Hair Transplantation and Restoration
Surgical Hair Replacement
Hair transplant surgery involves removing small pieces of hair-bearing scalp grafts from a donor site and relocating them to a bald or thinning area.
What should I expect during my hair transplant recovery?
How you feel after surgery depends on the extent and complexity of the procedure. Any aching, excessive tightness or throbbing can be controlled with pain medication prescribed by your physician. If bandages are used, they will usually be removed one day later. You may gently wash your hair within two days following surgery. Any stitches will be removed in a week to 10 days. Be sure to discuss the possibility of swelling, bruising and drainage with your surgeon.
Because strenuous activity increases blood flow to the scalp and may cause your transplants or incisions to bleed, you may be instructed to avoid vigorous exercise and contact sports for at least three weeks. Some doctors also advise that sexual activity be avoided for at least 10 days after surgery.
To make sure that your incisions are healing properly, your doctor will probably want to see you several times during the first month after surgery. It's important that you carefully follow any advice you receive at these follow-up visits.
Getting back to normal
How soon you resume your normal routine depends on the length, complexity and type of surgery you've had. You may feel well enough to go back to work and resume normal, light activity after several days. Many patients who have had transplants (plugs or other grafts) are dismayed to find that their "new" hair falls out within six weeks after surgery. You should know that this condition is normal and almost always temporary. After hair falls out, it will take another five to six weeks before hair growth resumes. You can expect about a half-inch of growth per month.

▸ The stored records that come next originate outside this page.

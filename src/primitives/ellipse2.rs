//! 2D ellipse type in center form.

use super::{Mat2, Point2, Vec2};
use num_traits::Float;

/// A 2D ellipse defined by center, semi-axes, and rotation.
///
/// The ellipse is parameterized by:
/// - `center`: the center point
/// - `semi_major`: half the length of the major axis (a)
/// - `semi_minor`: half the length of the minor axis (b)
/// - `rotation`: angle of the major axis from the x-axis (radians)
///
/// Both semi-axes must be non-negative; an ellipse with a zero axis is
/// degenerate and callers are expected to reject it before doing arc
/// geometry with it.
///
/// # Example
///
/// ```
/// use pathwise::primitives::{Ellipse2, Point2};
///
/// let ellipse: Ellipse2<f64> = Ellipse2::axis_aligned(Point2::origin(), 2.0, 1.0);
/// let p = ellipse.point_at(0.0);
/// assert_eq!(p.x, 2.0);
/// ```
#[derive(Debug, Clone, Copy, PartialEq)]
pub struct Ellipse2<F> {
    /// Center point of the ellipse
    pub center: Point2<F>,
    /// Semi-major axis length (half of major axis)
    pub semi_major: F,
    /// Semi-minor axis length (half of minor axis)
    pub semi_minor: F,
    /// Rotation angle in radians (major axis direction from x-axis)
    pub rotation: F,
}

impl<F: Float> Ellipse2<F> {
    /// Creates a new ellipse with the given parameters.
    #[inline]
    pub fn new(center: Point2<F>, semi_major: F, semi_minor: F, rotation: F) -> Self {
        Self {
            center,
            semi_major,
            semi_minor,
            rotation,
        }
    }

    /// Creates an axis-aligned ellipse (no rotation).
    #[inline]
    pub fn axis_aligned(center: Point2<F>, semi_major: F, semi_minor: F) -> Self {
        Self {
            center,
            semi_major,
            semi_minor,
            rotation: F::zero(),
        }
    }

    /// Creates an ellipse from a circle.
    #[inline]
    pub fn from_circle(center: Point2<F>, radius: F) -> Self {
        Self {
            center,
            semi_major: radius,
            semi_minor: radius,
            rotation: F::zero(),
        }
    }

    /// Returns true if this ellipse is actually a circle (semi_major == semi_minor).
    #[inline]
    pub fn is_circle(&self) -> bool {
        (self.semi_major - self.semi_minor).abs() < F::epsilon()
    }

    /// Returns true if either axis has collapsed to zero.
    #[inline]
    pub fn is_degenerate(&self) -> bool {
        self.semi_major.abs() < F::epsilon() || self.semi_minor.abs() < F::epsilon()
    }

    /// Returns the point on the ellipse boundary at angle `t`.
    ///
    /// The angle is measured counter-clockwise from the major axis:
    /// - t = 0: point at (center + semi_major * major axis direction)
    /// - t = π/2: point at (center + semi_minor * minor axis direction)
    pub fn point_at(&self, t: F) -> Point2<F> {
        let local = Vec2::new(self.semi_major * t.cos(), self.semi_minor * t.sin());
        self.center + Mat2::rotation(self.rotation).mul_vec(local)
    }

    /// Returns the tangent (derivative) vector at angle `t`.
    ///
    /// The tangent points in the direction of increasing t. Its magnitude
    /// is the speed of the parameterization, which the arc approximation
    /// relies on, so it is not normalized.
    pub fn tangent_at(&self, t: F) -> Vec2<F> {
        let local = Vec2::new(-self.semi_major * t.sin(), self.semi_minor * t.cos());
        Mat2::rotation(self.rotation).mul_vec(local)
    }
}

impl<F: Float> Default for Ellipse2<F> {
    fn default() -> Self {
        Self::from_circle(Point2::origin(), F::one())
    }
}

You may need a surgical "touch-up" procedure to create more natural-looking results after your incisions have healed. Sometimes, this involves blending, a filling-in of the hairline using a combination of mini-grafts, micro-grafts or slit grafts. Or, if you've had a flap procedure, a small bump called a "dog ear" may remain visible on the scalp. Your doctor can surgically remove this after complete healing has occurred.
In general, it's best to anticipate that you will need a touch-up procedure. Your surgeon can usually predict how extensive your follow-up surgery is likely to be.